Logo Questions Linux Laravel Mysql Ubuntu Git Menu
 

Matching entire sentence with spaces in lucene BooleanQuery

I have a search string ,

Tulip INN Riyadhh
 Tulip INN Riyadhh LUXURY
 Suites of Tulip INN RIYAHdhh

I need search term , if i mention

 *Tulip INN Riyadhh*

it has to return all the three above, i have restriction that i have to achieve this without QueryParser or Analyser, it has to be only BooleanQuery/WildCardQuery/etc....

Regards, Raghavan

like image 762
Raghavan Avatar asked May 18 '17 16:05

Raghavan


2 Answers

What you need here is a PhraseQuery. Let me explain.

I don't know which analyzer you're using, but I'll suppose you have a very basic one for simplicity, that just converts text to lowercase. Don't tell me you're not using an anlayzer since it's mandatory for Lucene to do any work, at least at the indexing stage - this is what defines the tokenizer and the token filter chain.
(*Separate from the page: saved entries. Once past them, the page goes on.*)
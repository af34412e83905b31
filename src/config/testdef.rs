//! Test definitions: named trial lists and their selection policy.
//!
//! A test is an ordered list of trial templates, each written as an
//! `ANSWER-CUE` pair (for example `"L-B"`: the left button is correct and
//! both LEDs light up). The selection policy is chosen by name prefix:
//! `random*` draws uniformly, `shuffle*` walks a persisted permutation,
//! anything else cycles the list in order.

use serde::{Deserialize, Serialize};

use crate::error::{Error, Result};
use crate::Side;

/// Which indicator LEDs a trial lights.
#[derive(Debug, Clone, Copy, PartialEq, Eq, Serialize, Deserialize)]
pub enum CuePattern {
    /// Left LED only
    Left,
    /// Right LED only
    Right,
    /// Both LEDs
    Both,
    /// Neither LED
    Neither,
}

impl CuePattern {
    fn from_char(c: char) -> Option<Self> {
        match c {
            'L' => Some(Self::Left),
            'R' => Some(Self::Right),
            // 'E' is accepted as a legacy spelling of "both"
            'B' | 'E' => Some(Self::Both),
            'N' => Some(Self::Neither),
            _ => None,
        }
    }
}

/// Authored answer of a trial template, before resolution.
///
/// `Same` and `Opposite` are relative to the subject's side preference and
/// must be resolved to a concrete [`Answer`] before the trial runs.
#[derive(Debug, Clone, Copy, PartialEq, Eq, Serialize, Deserialize)]
pub enum AnswerSpec {
    /// Left button is correct
    Left,
    /// Right button is correct
    Right,
    /// Either button is correct
    Either,
    /// Any input is correct and sets the subject's preference
    Input,
    /// Same side as the subject's preference
    Same,
    /// Opposite side from the subject's preference
    Opposite,
}

impl AnswerSpec {
    fn from_char(c: char) -> Option<Self> {
        match c {
            'L' => Some(Self::Left),
            'R' => Some(Self::Right),
            'E' => Some(Self::Either),
            'I' => Some(Self::Input),
            'S' => Some(Self::Same),
            'O' => Some(Self::Opposite),
            _ => None,
        }
    }
}

/// Resolved answer: what the subject must actually push.
#[derive(Debug, Clone, Copy, PartialEq, Eq, Serialize, Deserialize)]
pub enum Answer {
    /// Left button
    Left,
    /// Right button
    Right,
    /// Either button
    Either,
    /// Any input (and the pushed side becomes the new preference)
    Input,
}

impl Answer {
    /// Whether a push of `side` counts as a correct response.
    #[must_use]
    pub const fn accepts(self, side: Side) -> bool {
        match self {
            Self::Either | Self::Input => true,
            Self::Left => matches!(side, Side::Left),
            Self::Right => matches!(side, Side::Right),
        }
    }

    /// Human-readable label used in result records.
    #[must_use]
    pub const fn label(self) -> &'static str {
        match self {
            Self::Left => "Left",
            Self::Right => "Right",
            Self::Either => "Either",
            Self::Input => "Input",
        }
    }
}

impl From<Side> for Answer {
    fn from(side: Side) -> Self {
        match side {
            Side::Left => Self::Left,
            Side::Right => Self::Right,
        }
    }
}

/// One stimulus-presentation/response template.
#[derive(Debug, Clone, Copy, PartialEq, Eq)]
pub struct Trial {
    /// Authored answer
    pub answer: AnswerSpec,
    /// LED pattern presented with the trial
    pub cue: CuePattern,
}

impl Trial {
    /// Parse an `ANSWER-CUE` template such as `"L-B"`.
    ///
    /// # Errors
    ///
    /// Returns [`Error::BadTrialTemplate`] when the template is not a
    /// dash-separated pair of legal answer and cue characters.
    pub fn parse(test: &str, template: &str) -> Result<Self> {
        let bad = || Error::BadTrialTemplate {
            test: test.to_string(),
            template: template.to_string(),
        };
        let (answer, cue) = template.trim().split_once('-').ok_or_else(bad)?;
        let answer = single_char(answer).and_then(AnswerSpec::from_char).ok_or_else(bad)?;
        let cue = single_char(cue).and_then(CuePattern::from_char).ok_or_else(bad)?;
        Ok(Self { answer, cue })
    }
}

fn single_char(s: &str) -> Option<char> {
    let mut chars = s.trim().chars();
    let c = chars.next()?;
    chars.next().is_none().then_some(c)
}

/// How the next trial is picked from a test's list.
#[derive(Debug, Clone, Copy, PartialEq, Eq)]
pub enum SelectionMode {
    /// Cycle the list in authored order
    Sequential,
    /// Independent uniform draw each trial
    Random,
    /// Walk a persisted shuffled permutation (a "bag")
    Shuffle,
}

impl SelectionMode {
    /// Selection policy encoded in the test's name prefix.
    #[must_use]
    pub fn for_name(name: &str) -> Self {
        if name.starts_with("random") {
            Self::Random
        } else if name.starts_with("shuffle") {
            Self::Shuffle
        } else {
            Self::Sequential
        }
    }
}

/// A named, ordered set of trial templates.
#[derive(Debug, Clone)]
pub struct TestDefinition {
    name: String,
    mode: SelectionMode,
    trials: Vec<Trial>,
}

impl TestDefinition {
    /// Parse a test from its name and the authored list of templates.
    ///
    /// # Errors
    ///
    /// Returns [`Error::Config`] for an empty list and
    /// [`Error::BadTrialTemplate`] for an unparseable template.
    pub fn parse(name: &str, templates: &[String]) -> Result<Self> {
        let trials = templates
            .iter()
            .map(|t| Trial::parse(name, t))
            .collect::<Result<Vec<_>>>()?;
        if trials.is_empty() {
            return Err(Error::Config(format!("test '{name}' has no trials")));
        }
        Ok(Self {
            name: name.to_string(),
            mode: SelectionMode::for_name(name),
            trials,
        })
    }

    /// Test name as configured.
    #[must_use]
    pub fn name(&self) -> &str {
        &self.name
    }

    /// Selection policy derived from the name.
    #[must_use]
    pub const fn mode(&self) -> SelectionMode {
        self.mode
    }

    /// The ordered trial templates.
    #[must_use]
    pub fn trials(&self) -> &[Trial] {
        &self.trials
    }
}

#[cfg(test)]
mod tests {
    use super::*;

    #[test]
    fn test_trial_parse() {
        let trial = Trial::parse("t", "L-B").unwrap();
        assert_eq!(trial.answer, AnswerSpec::Left);
        assert_eq!(trial.cue, CuePattern::Both);

        let trial = Trial::parse("t", " O-N ").unwrap();
        assert_eq!(trial.answer, AnswerSpec::Opposite);
        assert_eq!(trial.cue, CuePattern::Neither);
    }

    #[test]
    fn test_trial_parse_rejects_garbage() {
        assert!(Trial::parse("t", "LB").is_err());
        assert!(Trial::parse("t", "Q-B").is_err());
        assert!(Trial::parse("t", "L-Q").is_err());
        assert!(Trial::parse("t", "LL-B").is_err());
        assert!(Trial::parse("t", "").is_err());
    }

    #[test]
    fn test_mode_from_name_prefix() {
        assert_eq!(SelectionMode::for_name("shuffle1"), SelectionMode::Shuffle);
        assert_eq!(SelectionMode::for_name("random_easy"), SelectionMode::Random);
        assert_eq!(SelectionMode::for_name("trajectory"), SelectionMode::Sequential);
    }

    #[test]
    fn test_answer_accepts() {
        assert!(Answer::Either.accepts(Side::Left));
        assert!(Answer::Input.accepts(Side::Right));
        assert!(Answer::Left.accepts(Side::Left));
        assert!(!Answer::Left.accepts(Side::Right));
    }

    #[test]
    fn test_definition_requires_trials() {
        assert!(TestDefinition::parse("empty", &[]).is_err());
        let def = TestDefinition::parse("seq", &["L-L".into(), "R-R".into()]).unwrap();
        assert_eq!(def.trials().len(), 2);
        assert_eq!(def.mode(), SelectionMode::Sequential);
    }
}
Here's how your strings would be tokenized in this example:

  • tulip inn ryiadhh
  • tulip inn ryiadhh luxury
  • suites of tulip inn ryiadhh

Notice how these all contain the token sequence tulip inn ryiadhh. A sequence of tokens is what a PhraseQuery is looking for.

In Lucene.Net building such a query looks like this (untested):

var query = new PhraseQuery();
query.Add(new Term("propertyName", "tulip"));
query.Add(new Term("propertyName", "inn"));
query.Add(new Term("propertyName", "ryiadhh"));

Note that the terms need to match those produced by the analyzer (in this example, they're all lowercase). The QueryParser does this job for you by running parts of the query through the analyzer, but you'll have to do it yourself if you don't use the parser.

Now, why wouldn't WildcardQuery or RegexQuery work in this situation? These queries always match a single term, yet you need to match an ordered sequence of terms. For instance a WildcardQuery with the term Riyadhh* would find all words starting with Riyadhh.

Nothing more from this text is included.